CURITIBA, PR (FOLHAPRESS) – Em votação apertada, de 8 votos contra 7, o CNJ (Conselho Nacional de Justiça) decidiu abrir um processo administrativo disciplinar (PAD) contra o juiz Rudson Marcos, do TJ-SC (Tribunal de Justiça de Santa Catarina), que conduziu em 2020 uma audiência de instrução na qual a influenciadora Mariana Borges Ferrer foi humilhada pelo advogado Cláudio Gastão da Rosa Filho.
O advogado defendia o empresário André de Camargo Aranha, acusado de estuprá-la em dezembro de 2018. Aranha acabou absolvido naquela ação penal e também em segunda instância.
A votação no CNJ ocorreu na terça-feira (23). A maioria dos conselheiros entendeu que o juiz foi omisso na condução da audiência de instrução ao não evitar que a vítima fosse ofendida.
A reportagem tentou contato com o juiz nesta quinta (25), mas não conseguiu localizá-lo.
Na sessão do CNJ, o voto final para desempatar o placar de 7 a 7 foi da ministra Rosa Weber. Ela lembrou que o juiz, como responsável pela condução do processo, é quem detém o poder de polícia na audiência.

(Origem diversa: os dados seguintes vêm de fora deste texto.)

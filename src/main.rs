//! headlink - Give HTML headings linkable ids
//!
//! headlink provides:
//! - In-place linking of h2/h3/h4 headings in HTML documents
//! - A lint mode for CI that reports missing and stale ids
//! - Unified output format (jsonl/json/md/raw)

use anyhow::Result;
use clap::Parser;
use log::LevelFilter;
use simple_logger::SimpleLogger;

mod backends;
mod cli;
mod commands;
mod core;
mod dom;
mod error;
mod linker;

/// Diagnostics go to stderr; stdout carries results only.
fn init_logging(quiet: bool, verbose: bool) {
    let level = if verbose {
        LevelFilter::Debug
    } else if quiet {
        LevelFilter::Warn
    } else {
        LevelFilter::Info
    };

    let _ = SimpleLogger::new()
        .with_level(level)
        .without_timestamps()
        .init();
}

fn main() -> Result<()> {
    let cli = cli::Cli::parse();
    init_logging(cli.quiet, cli.verbose);
    cli::run(cli)
}
//! Slug command - Show the id a piece of heading text would get

use anyhow::{bail, Result};
use serde_json::json;

use crate::commands::emit;
use crate::core::model::{ResultItem, ResultSet};
use crate::core::render::RenderConfig;
use crate::linker::{slugify, SlugMode};

/// One slug item per input text, in input order
pub fn slug_items(texts: &[String], mode: SlugMode) -> ResultSet {
    texts
        .iter()
        .map(|text| {
            ResultItem::slug(slugify(text, mode)).with_data(json!({
                "text": text,
                "mode": mode.as_str(),
            }))
        })
        .collect()
}

/// Run the slug command
pub fn run_slug(texts: &[String], mode: SlugMode, render_config: RenderConfig) -> Result<()> {
    if texts.is_empty() {
        bail!("no text given");
    }
    emit(&slug_items(texts, mode), render_config)
}
//! TOML-based configuration for quarry.
//!
//! Example configuration:
//! ```toml
//! [query]
//! max_bytes_per_page = 1048576
//!
//! [index]
//! max_indexes_per_table = 60
//!
//! [store]
//! connection_string = "mysql://${DB_USER}@localhost/tables"
//! ```

use serde::{Deserialize, Serialize};
use std::env;
use std::fs;
use std::path::{Path, PathBuf};

/// Error type for settings.
#[derive(Debug, thiserror::Error)]
pub enum SettingsError {
    #[error("Config file not found: {0}")]
    FileNotFound(PathBuf),

    #[error("Failed to read config file: {0}")]
    ReadError(#[from] std::io::Error),

    #[error("Failed to parse config file: {0}")]
    ParseError(#[from] toml::de::Error),

    #[error("Missing environment variable: {0}")]
    MissingEnvVar(String),

    #[error("Invalid configuration: {0}")]
    InvalidConfig(String),
}

/// Root configuration structure.
#[derive(Debug, Clone, Default, PartialEq, Deserialize, Serialize)]
#[serde(default)]
pub struct Settings {
    pub query: QuerySettings,
    pub index: IndexSettings,
    pub store: StoreSettings,
}

/// Translation limits.
#[derive(Debug, Clone, PartialEq, Deserialize, Serialize)]
#[serde(default)]
pub struct QuerySettings {
    /// Byte budget for one page of results.
    pub max_bytes_per_page: i64,
}

impl Default for QuerySettings {
    fn default() -> Self {
        Self {
            max_bytes_per_page: 1_048_576,
        }
    }
}

#[derive(Debug, Clone, PartialEq, Deserialize, Serialize)]
#[serde(default)]
pub struct IndexSettings {
    /// Indexes allowed per table, primary key included.
    pub max_indexes_per_table: usize,
}

impl Default for IndexSettings {
    fn default() -> Self {
        Self {
            max_indexes_per_table: 60,
        }
    }
}

#[derive(Debug, Clone, Default, PartialEq, Deserialize, Serialize)]
#[serde(default)]
pub struct StoreSettings {
    /// Connection string (supports ${ENV_VAR} expansion).
    pub connection_string: Option<String>,
}

impl StoreSettings {
    /// Get the connection string with environment variables expanded.
    pub fn resolved_connection_string(&self) -> Result<Option<String>, SettingsError> {
        self.connection_string
            .as_deref()
            .map(expand_env_vars)
            .transpose()
    }
}

impl Settings {
    /// Load settings from a TOML file.
    pub fn from_file<P: AsRef<Path>>(path: P) -> Result<Self, SettingsError> {
        let path = path.as_ref();
        if !path.exists() {
            return Err(SettingsError::FileNotFound(path.to_path_buf()));
        }

        let content = fs::read_to_string(path)?;
        Self::from_toml(&content)
    }

    /// Parse and validate settings from TOML text.
    pub fn from_toml(content: &str) -> Result<Self, SettingsError> {
        let settings: Settings = toml::from_str(content)?;
        settings.validate()?;
        Ok(settings)
    }

    /// Load settings from the default config file locations.
    ///
    /// Searches in order:
    /// 1. Environment variable `QUARRY_CONFIG`
    /// 2. `./quarry.toml`
    /// 3. `~/.config/quarry/config.toml`
    pub fn load() -> Result<Self, SettingsError> {
        if let Ok(path) = env::var("QUARRY_CONFIG") {
            return Self::from_file(&path);
        }

        let local_config = PathBuf::from("quarry.toml");
        if local_config.exists() {
            return Self::from_file(&local_config);
        }

        if let Some(config_dir) = dirs::config_dir() {
            let user_config = config_dir.join("quarry").join("config.toml");
            if user_config.exists() {
                return Self::from_file(&user_config);
            }
        }

        Ok(Settings::default())
    }

    pub fn validate(&self) -> Result<(), SettingsError> {
        if self.query.max_bytes_per_page <= 0 {
            return Err(SettingsError::InvalidConfig(format!(
                "query.max_bytes_per_page must be positive, got {}",
                self.query.max_bytes_per_page
            )));
        }
        if self.index.max_indexes_per_table == 0 {
            return Err(SettingsError::InvalidConfig(
                "index.max_indexes_per_table must be at least 1".to_string(),
            ));
        }
        Ok(())
    }
}

/// Expand environment variables in a string.
///
/// Supports `${VAR}` and `$VAR` syntax.
pub fn expand_env_vars(s: &str) -> Result<String, SettingsError> {
    let mut result = String::with_capacity(s.len());
    let mut chars = s.chars().peekable();

    while let Some(c) = chars.next() {
        if c != '$' {
            result.push(c);
            continue;
        }
        let mut var_name = String::new();
        if chars.peek() == Some(&'{') {
            chars.next();
            for ch in chars.by_ref() {
                if ch == '}' {
                    break;
                }
                var_name.push(ch);
            }
        } else {
            while let Some(ch) = chars.next_if(|ch| ch.is_alphanumeric() || *ch == '_') {
                var_name.push(ch);
            }
            if var_name.is_empty() {
                // Just a lone $, keep it
                result.push('$');
                continue;
            }
        }
        let value = env::var(&var_name).map_err(|_| SettingsError::MissingEnvVar(var_name.clone()))?;
        result.push_str(&value);
    }

    Ok(result)
}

“Pode ele permitir que uma parte seja achincalhada, humilhada, maltratada, por qualquer dos outros participantes do ato processual? Eu entendo que não pode. Ao não ter uma intervenção mais efetiva, ele se omitiu. Isso é suficiente para condená-lo? Talvez não. Mas para apurar o procedimento dele, sim”, afirmou Weber ao defender a abertura do processo disciplinar.
A audiência em questão foi realizada em julho de 2020, por videoconferência. Conselheiros que votaram contra a abertura do PAD apontaram que o juiz fez 37 intervenções nos momentos de fala do advogado. Disseram ainda que, na época, os magistrados ainda se adaptavam à realização de audiências por videoconferência, impostas pela pandemia de Covid-19.
“Não consigo abrir um PAD contra um magistrado que, por 37 vezes, tentou fazer com que o advogado se compusesse dentro da audiência e não conseguiu. É deplorável a forma como a vítima foi tratada, não tenho a menor dúvida. Mas, na minha visão, os atos foram praticados pelo advogado, que acabou sendo absolvido na seara administrativa disciplinar [da OAB]”, disse a conselheira Jane Granzoto Torres da Silva.
Já o conselheiro Vieira de Mello Filho, em um voto longo, chamou a audiência de “verdadeiro massacre” e “espetáculo grotesco” de “machismo estrutural”.
“O que se vê nitidamente é uma mulher entre quatro homens se debatendo para que se possa preservar sua dignidade e integridade. Foi uma das coisas mais grotescas e chocantes a que eu já assisti”, disse ele.
Mello Filho e outros conselheiros também chamaram a atenção para a omissão das outras partes presentes na audiência, como a Defensoria Pública e o Ministério Público. Ressaltaram que, embora o CNJ só tenha competência para analisar a atuação do juiz, o episódio revelou uma falha institucional de todo o sistema judicial.
“A vítima de um crime de natureza sexual se vê praticamente sozinha. Extrai-se dos vídeos uma espécie de reverência ao advogado, que fez calar todos os participantes da audiência, com exceção da vítima”, disse Mello Filho. “Trata-se de verdadeira sessão de assédio moral à vítima, agravada pela omissão eloquente dos demais integrantes do sistema de Justiça, em especial do juiz, responsável último pela condução dos trabalhos”, acrescentou.
Imagens da audiência foram divulgadas em 2020 pelo site The Intercept, e o caso ganhou grande repercussão.
Votaram pela abertura do processo disciplinar, além de Rosa Weber e Mello Filho, os conselheiros Luis Felipe Salomão, Sidney Madruga, Marcio Freitas, Salise Sanchotene, Bandeira de Mello e Marcos Vinicius Jardim.
Foram contrários à abertura do processo disciplinar os conselheiros Richard Pae Kim, João Paulo Shoucair, Marcello Terto, Mário Maia, Mauro Martins, Jane Granzoto e Giovanni Olsson.